Reading Travel Magazines: Frames of the Colonial “Other” and Post-Modern Authenticity in Feature-Stories Featuring Non-Westerners • Aimee Wachtel, University of Missouri, Columbia; Amanda Hinnant, University of Missouri • This research provides an original look at themes of colonialism and authenticity as manifested in travel magazines’ depictions of the non-westerner. This study compares contemporary travel magazine coverage to Lutz and Collins’ (1993) research on National Geographic. A content analysis of imagery and a textual analysis of display type showed that display text was highly indicative of both themes, and that images were largely indicative of the theme of authenticity while less so of colonialism.

Fighting – or Fueling – the Fear? Breast Cancer Coverage in Consumer Magazines • Kim Walsh-Childers, University of Florida; Heather Edwards, University of Florida • Women identify consumer magazines as a key source of information on many health topics, including breast cancer, which continues to rank as women’s greatest personal health fear.

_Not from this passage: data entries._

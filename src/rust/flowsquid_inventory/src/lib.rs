//! Device inventory client.
//!
//! The inventory is an HTTP/JSON registry mapping IPv4 addresses to
//! devices (MAC, host name, comment metadata). This crate fetches the
//! list and normalizes it into [`DeviceRecord`]s ready to be cached.

mod comment; // Device comment grammar
mod device; // Inventory wire format and normalized records
mod rest; // REST HTTP helpers

pub use comment::{CommentError, DeviceComment};
pub use device::{normalize_mac, DeviceError, DeviceRecord, InventoryDevice};

use chrono::Utc;
use std::time::Duration;
use thiserror::Error;
use tracing::{debug, warn};

/// Total time allowed for one device-list request.
pub const FETCH_TIMEOUT: Duration = Duration::from_secs(10);

/// Client for `GET <base>/api/v1/devices`.
#[derive(Clone, Debug)]
pub struct InventoryClient {
    client: reqwest::Client,
    url: String,
}

impl InventoryClient {
    /// Creates a client for the inventory rooted at `base_url`.
    pub fn new(base_url: &str) -> Result<Self, InventoryError> {
        let client = reqwest::Client::builder()
            .timeout(FETCH_TIMEOUT)
            .build()
            .map_err(|e| InventoryError::FetchFailed(e.to_string()))?;
        Ok(Self {
            client,
            url: rest::devices_url(base_url),
        })
    }

    /// The full URL that is queried.
    pub fn url(&self) -> &str {
        &self.url
    }

    /// Loads every device. Entries that cannot be normalized are logged
    /// and left out; every kept record is stamped with the same refresh
    /// time.
    pub async fn load_all_devices(&self) -> Result<Vec<DeviceRecord>, InventoryError> {
        let raw = rest::request_get_vec::<InventoryDevice>(&self.client, &self.url).await?;
        let refreshed_at = Utc::now();
        let total = raw.len();
        let devices: Vec<DeviceRecord> = raw
            .into_iter()
            .filter_map(|d| match DeviceRecord::from_inventory(d, refreshed_at) {
                Ok(record) => Some(record),
                Err(e) => {
                    warn!("Skipping inventory entry: {e}");
                    None
                }
            })
            .collect();
        debug!("Inventory returned {total} entries, {} usable", devices.len());
        Ok(devices)
    }
}

/// Inventory failures. Any of these leaves the previous cache contents
/// in place.
#[derive(Debug, Error, PartialEq, Eq)]
pub enum InventoryError {
    /// Connection, timeout or transport error.
    #[error("inventory fetch failed: {0}")]
    FetchFailed(String),
    /// The inventory answered with a non-2xx status.
    #[error("inventory answered HTTP {0}")]
    BadStatus(u16),
    /// The body was not a JSON array of devices.
    #[error("inventory response could not be parsed: {0}")]
    ParseFailed(String),
}
//! IP → device cache.
//!
//! The map is published as an immutable snapshot behind an `ArcSwap`, so
//! the formatter reads without taking a lock and never observes a half
//! built map. Only the refresh actor (see [`refresh`]) replaces it.

pub mod refresh;

use arc_swap::ArcSwap;
use flowsquid_inventory::DeviceRecord;
use std::collections::HashMap;
use std::net::Ipv4Addr;
use std::sync::Arc;
use tokio::sync::mpsc;
use tracing::{debug, info, warn};

pub use refresh::{refresh_now, run_refresh_actor, DeviceSource, RefreshCommand};

/// An immutable view of all known devices.
pub type Snapshot = HashMap<Ipv4Addr, DeviceRecord>;

const COMMAND_CAPACITY: usize = 16;

pub struct DeviceCache {
    snapshot: ArcSwap<Snapshot>,
    commands: mpsc::Sender<RefreshCommand>,
}

impl DeviceCache {
    /// Creates an empty cache. The returned receiver belongs to the
    /// refresh actor.
    pub fn new() -> (Arc<Self>, mpsc::Receiver<RefreshCommand>) {
        let (tx, rx) = mpsc::channel(COMMAND_CAPACITY);
        let cache = Arc::new(Self {
            snapshot: ArcSwap::from_pointee(Snapshot::new()),
            commands: tx,
        });
        (cache, rx)
    }

    /// The current snapshot. Holding it does not block a refresh.
    pub fn snapshot(&self) -> Arc<Snapshot> {
        self.snapshot.load_full()
    }

    pub fn lookup(&self, ip: Ipv4Addr) -> Option<DeviceRecord> {
        self.snapshot.load().get(&ip).cloned()
    }

    /// Publishes a new set of devices, replacing the previous one as a
    /// whole. Duplicate addresses keep the last entry.
    pub fn replace_snapshot(&self, devices: Vec<DeviceRecord>) {
        let mut map = Snapshot::with_capacity(devices.len());
        for device in devices {
            if let Some(previous) = map.insert(device.ip, device) {
                debug!("Inventory lists {} more than once", previous.ip);
            }
        }
        info!("Device cache now holds {} devices", map.len());
        self.snapshot.store(Arc::new(map));
    }

    /// All cached devices, ordered by address.
    pub fn devices(&self) -> Vec<DeviceRecord> {
        let mut devices: Vec<DeviceRecord> = self.snapshot.load().values().cloned().collect();
        devices.sort_by_key(|d| d.ip);
        devices
    }

    pub fn len(&self) -> usize {
        self.snapshot.load().len()
    }

    pub fn is_empty(&self) -> bool {
        self.len() == 0
    }

    /// Asks the refresh actor to run within about a second. Never blocks:
    /// if a request is already queued this one is redundant.
    pub fn schedule_immediate(&self) {
        match self.commands.try_send(RefreshCommand::ScheduleImmediate) {
            Ok(()) => debug!("Device refresh requested"),
            Err(mpsc::error::TrySendError::Full(_)) => {
                debug!("Device refresh already pending")
            }
            Err(mpsc::error::TrySendError::Closed(_)) => {
                warn!("Device refresh actor is not running")
            }
        }
    }
}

This study examined the comprehensiveness and accuracy of breast cancer information provided in 537 articles published in 17 consumer magazines from 2002 through 2007. Accuracy of information was determined for 33 key breast cancer facts identified by an expert panel as important information for women to know.

The Creation of Community in Reiman Magazines-A Reader Reception Study • Sheila Webb, Western Washington University • This study is a continuation of a narrative and rhetorical analysis of the Reiman magazines which placed them within the broader American cultural landscape, showing how the role of suburban middle-class white women is tied to traditional values, religion, and a valorization of country taste as “authentic” expression. This previous work exemplified one strand of reception studies – the textual interpretation of media content.